Overview of the animal model timeline. (Bottom) Overview on the memory timeline leading up to the Morris water maze for the examination of the short term and long term memory of the respective mice model.

Figure 10

Timeline leading up to the test of the short-term and long-term memory test of the MWM. The procedure involves the training of the mice from day 1–6 based on distal spatial cues to locate the platform where the mice are placed in different random quadrant for it to search for the platform; assessed by the escape latency and time in quadrants in which submerged platform is located in. With these values as the baseline, a probe test was carried out at 1.4 months later where the submerged platform was removed and the above-mentioned tests were repeated.
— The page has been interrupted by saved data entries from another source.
use anyhow::{Context, Result};
use async_trait::async_trait;
use octo_ai::CompletionRequest;
use serde::Deserialize;
use serde_json::json;

use crate::command_context::CommandContext;
use crate::command_registry::CommandHandler;
use crate::issue_content::issue_with_comments;
use crate::prompts;

#[derive(Debug, Deserialize)]
struct DraftIssue {
    title: String,
    body: String,
}

/// `/create <instruction>`: drafts a follow-up issue from the current one.
pub struct CreateCommand;

#[async_trait]
impl CommandHandler for CreateCommand {
    async fn execute(&self, ctx: &CommandContext, args: Option<&str>) -> Result<()> {
        let issue = ctx.require_issue()?;
        let content = issue_with_comments(&ctx.github, ctx.registry(), issue, true).await?;
        let lead = match args {
            Some(args) => format!("The issue is as follows. {args}"),
            None => "The issue is as follows.".to_string(),
        };
        let request = CompletionRequest::new(
            prompts::CREATE_ISSUE,
            vec![
                lead,
                content,
                format!(
                    "List the source issue as a related issue. URL: {}",
                    issue.html_url
                ),
            ],
        )
        .with_response_schema(json!({
            "type": "object",
            "properties": {
                "title": {"type": "string", "description": "Title of the issue"},
                "body": {"type": "string", "description": "Body of the issue"}
            },
            "required": ["title", "body"]
        }));
        let completion = ctx
            .services
            .backend
            .complete(ctx.settings().default_provider, request)
            .await?;
        let draft: DraftIssue =
            serde_json::from_str(&completion).context("new issue draft was not valid json")?;

        let created = ctx.github.create_issue(&draft.title, &draft.body).await?;
        tracing::info!(source = issue.number, created = created.number, "created follow-up issue");
        ctx.github
            .create_issue_comment(
                issue.number,
                &format!("Created a new issue:\n- {}", created.html_url),
            )
            .await?;
        Ok(())
    }
}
Within 24 h of conducting the long-term memory test, a reconsolidation process was carried out by replacing the submerged platform and repeating the steps outlined in the baseline section. After 24 h, another probe test was carried out again by removing the submerged. The escape latency and time in quadrant at this time will form the basis for the short-term memory [48].